The next morning, Fields wanted to get out of Cuney Homes. He was let on a METRO bus with no ticket and ended up riding it to his grandmother’s house across town. His grandma took him in. He was not working for a while and still dealing with pain in his eyes.
But after seeing the pregnant women looking for crack and now living with his grandma unemployed, Fields made himself not take hard drugs again, and he hasn’t, to this day.
‘Saving his life’
Fields developed glaucoma in 2008. His vision worsened over the next two years before he became totally blind. Glaucoma occurs when the nerve connecting the eye to the brain is damaged, and it affects 2.2 million people in the U.S., according to All About Vision.
Fields jokes that the worst part about becoming blind was he couldn’t play the Grand Theft Auto anymore. He would dream about playing the video game after he went blind.
When Fields started receiving disability income for his blindness, he made sure to pay his grandmother every month for taking him in and “saving his life.” Fields started hanging with the people he did for years less often, which helped him stay out of trouble.

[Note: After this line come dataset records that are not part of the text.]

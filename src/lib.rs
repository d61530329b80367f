//! Framecard renders parametrized, time-driven visual templates frame by frame.
//!
//! Every template is a pure function of a frame index and a prop bundle:
//! animation state is derived from [`interpolate`]/[`spring`] over the frame
//! clock, sub-templates are gated by half-open [`Sequence`] windows, and the
//! output is a serializable scene tree consumed by an external renderer.
//!
//! # Pipeline overview
//!
//! 1. Pick a template from [`builtin_templates`] (or implement [`Template`])
//! 2. Build a [`FrameCtx`] via [`TemplateSpec::frame_ctx`]
//! 3. Render single frames, or stream a range with [`render_frames`]
//!
//! The key design constraints:
//!
//! - **No unsafe**: `unsafe` is forbidden in this crate.
//! - **Deterministic**: evaluation is pure and stable for a given input; no
//!   state survives between frames, so out-of-order and parallel evaluation
//!   are safe by construction.
//! - **No IO**: the host drives the frame clock and encodes the output.
#![forbid(unsafe_code)]
#![deny(missing_docs)]

mod animation;
mod composition;
mod eval;
mod foundation;
mod scene;
mod templates;
mod timeline;

pub use animation::interp::{Ease, Extrapolate, InterpolateOptions, interpolate};
pub use animation::spring::{SpringConfig, spring};
pub use composition::registry::{DynTemplate, Template, builtin_templates, find_template};
pub use composition::spec::{FrameCtx, TemplateSpec};
pub use eval::pipeline::{RenderThreading, render_frame, render_frames};
pub use foundation::core::{Affine, Canvas, Fps, FrameIndex, FrameRange, Point, Vec2};
pub use foundation::error::{FramecardError, FramecardResult};
pub use foundation::format::{
    discounted_price, format_counter, format_grouped, format_money, format_percent, format_price,
};
pub use scene::color::Color;
pub use scene::model::{Fill, FontWeight, NodeKind, SceneFrame, SceneNode, Shape, TextAlign};
pub use templates::product_ad::{BrandColors, ProductAd, ProductAdProps};
pub use templates::quote_card::{QuoteCard, QuoteCardProps, QuoteTheme};
pub use templates::user_stats::{UserStats, UserStatsProps, UserStatsVideo};
pub use timeline::sequence::Sequence;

Fields started becoming more aware of the services offered to disabled people, having learned from others after visiting the doctor so often for his health concerns. He moved into his current house — Lighthouse Living Center Apartments — in 2011 after living with his grandmother for three years. Drugs — outside of marijuana — were no longer a part of his life.
Looking forward
Being blind on such a large campus has its challenges, Fields says. He gets help from his classmate Celeste Cornett walking between two of his classes, but the rest of the time, he navigates campus he uses UHPD’s escort service. He takes his tests online or at the Center for Students with DisABILITIES. He’s at school to sharpen his skills.
Fields is over a decade older than the average student at the University. He’s not bothered by it and says he connects with others easily. But he wishes he would have gotten here earlier if he hadn’t been getting in trouble before.
“Darn dude, you were tripping, you could have got this out of the way,” Fields says to himself about going to college now.
Lenora says being blind helps him see things from a different perspective, and it’s his unique trait. His grandmother, who was there helping him the whole way, passed away from cancer in December 2016. Fields thinks she knew she had cancer but didn’t want to receive treatment.
Fields was saddened by her passing but felt he did right by her with cleaning up his act when he moved in with her. Before she died, he told her the “little shack in the middle of the hood” felt like a mansion to him. He was safe there. The walls of her home were rickety, and people could feel the outside breeze inside the house.
His grandmother worried she hadn’t done enough to help him, but he reassured her right before her death.
“Just always know your shack, with your kindness, you saved my life.”